## [What you need to do]
Check each line of the records for "contains"; collect those that have it.

## [Given information]
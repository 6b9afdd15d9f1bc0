//! Admin-driven order status changes and the sold cascade.

use std::collections::HashSet;

use inventory_core::error::CoreError;
use inventory_core::status::OrderStatus;
use inventory_core::types::DbId;
use inventory_db::models::order::Order;
use inventory_db::repositories::{LaptopRepo, OrderRepo};
use inventory_db::DbPool;

use crate::error::AppResult;

/// Move an order to `raw_status`.
///
/// Entering `completed` marks every laptop in the order's snapshot sold in
/// the same transaction. If any of those laptops no longer exists the
/// transaction is rolled back and `NotFound` is returned; if any was already
/// sold by another order or by hand, `Conflict`.
pub async fn update_status(pool: &DbPool, order_id: &str, raw_status: &str) -> AppResult<Order> {
    let next: OrderStatus = raw_status.parse()?;

    let mut tx = pool.begin().await?;

    let current = OrderRepo::find_for_update(&mut tx, order_id)
        .await?
        .ok_or_else(|| CoreError::not_found("Order", order_id))?;

    if !current.status.can_transition_to(next) {
        return Err(CoreError::Validation(format!(
            "Cannot move order {order_id} from {} to {next}",
            current.status
        ))
        .into());
    }

    let order = OrderRepo::set_status(&mut tx, order_id, next)
        .await?
        .ok_or_else(|| CoreError::not_found("Order", order_id))?;

    if next.marks_laptops_sold() {
        let laptop_ids = order.laptop_ids();
        let existing: HashSet<DbId> = LaptopRepo::find_by_ids_for_update(&mut tx, &laptop_ids)
            .await?
            .into_iter()
            .map(|l| l.id)
            .collect();
        let missing = join_ids(laptop_ids.iter().filter(|id| !existing.contains(id)));
        if !missing.is_empty() {
            tracing::warn!(order_id, missing = %missing, "Sold cascade aborted");
            return Err(CoreError::not_found("Laptop", missing).into());
        }

        let claimed: HashSet<DbId> = LaptopRepo::mark_sold(&mut tx, &laptop_ids, order_id)
            .await?
            .into_iter()
            .collect();
        let taken = join_ids(laptop_ids.iter().filter(|id| !claimed.contains(id)));
        if !taken.is_empty() {
            tracing::warn!(order_id, laptops = %taken, "Sold cascade aborted: already sold");
            return Err(CoreError::Conflict(format!(
                "Laptop(s) {taken} already sold; order {order_id} cannot be completed"
            ))
            .into());
        }
        tracing::info!(order_id, laptops = laptop_ids.len(), "Laptops marked sold");
    }

    tx.commit().await?;

    tracing::info!(order_id, from = %current.status, to = %next, "Order status updated");
    Ok(order)
}

fn join_ids<'a>(ids: impl Iterator<Item = &'a DbId>) -> String {
    ids.map(ToString::to_string).collect::<Vec<_>>().join(", ")
}
//! Inventory guest storefront library.
//!
//! Customer accounts, the session cart and checkout. Catalog reads and
//! order writes go through the admin service's public API via
//! [`admin_api::AdminApi`]; only customer accounts live in this service's
//! database.

pub mod admin_api;
pub mod background;
pub mod auth;
pub mod cart_store;
pub mod config;
pub mod error;
pub mod extract;
pub mod handlers;
pub mod middleware;
pub mod response;
pub mod router;
pub mod routes;
pub mod state;
//! Authentication and authorization extractors.
//!
//! - [`session::AdminPrincipal`] -- resolves the `admin_session` cookie to a user.
//! - [`session::RequireAdmin`] -- additionally requires the `admin` role.

pub mod session;
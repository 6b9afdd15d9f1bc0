//! Warranty entity model, DTOs, and the days-remaining read view.

use inventory_core::types::{DbId, Timestamp};
use inventory_core::warranty::{days_remaining, is_active};
use serde::{Deserialize, Serialize};
use sqlx::FromRow;

use crate::models::laptop::LaptopSummary;

/// Full warranty row from the `warranties` table.
#[derive(Debug, Clone, FromRow, Serialize)]
pub struct Warranty {
    pub id: DbId,
    pub laptop_id: DbId,
    pub provider: Option<String>,
    pub start_date: Timestamp,
    pub end_date: Timestamp,
    pub notes: Option<String>,
    pub created_at: Timestamp,
    pub updated_at: Timestamp,
}

/// DTO for creating a warranty. `start_date` defaults to now.
#[derive(Debug, Clone, Deserialize)]
pub struct CreateWarranty {
    pub laptop_id: DbId,
    pub provider: Option<String>,
    pub start_date: Option<Timestamp>,
    pub end_date: Timestamp,
    pub notes: Option<String>,
}

/// DTO for updating a warranty. All fields are optional.
#[derive(Debug, Clone, Default, Deserialize)]
pub struct UpdateWarranty {
    pub provider: Option<String>,
    pub start_date: Option<Timestamp>,
    pub end_date: Option<Timestamp>,
    pub notes: Option<String>,
}

/// Warranty joined with its laptop (if it still exists) and projected
/// against the current time.
#[derive(Debug, Clone, Serialize)]
pub struct WarrantyView {
    #[serde(flatten)]
    pub warranty: Warranty,
    pub laptop: Option<LaptopSummary>,
    pub days_remaining: i64,
    pub is_active: bool,
}

impl WarrantyView {
    pub fn new(warranty: Warranty, laptop: Option<LaptopSummary>, now: Timestamp) -> Self {
        Self {
            days_remaining: days_remaining(warranty.end_date, now),
            is_active: is_active(warranty.end_date, now),
            warranty,
            laptop,
        }
    }
}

## [Answer to this task]
        let missing = join_ids(laptop_ids.iter().filter(|id| !existing.contains(id)));
        let taken = join_ids(laptop_ids.iter().filter(|id| !claimed.contains(id)));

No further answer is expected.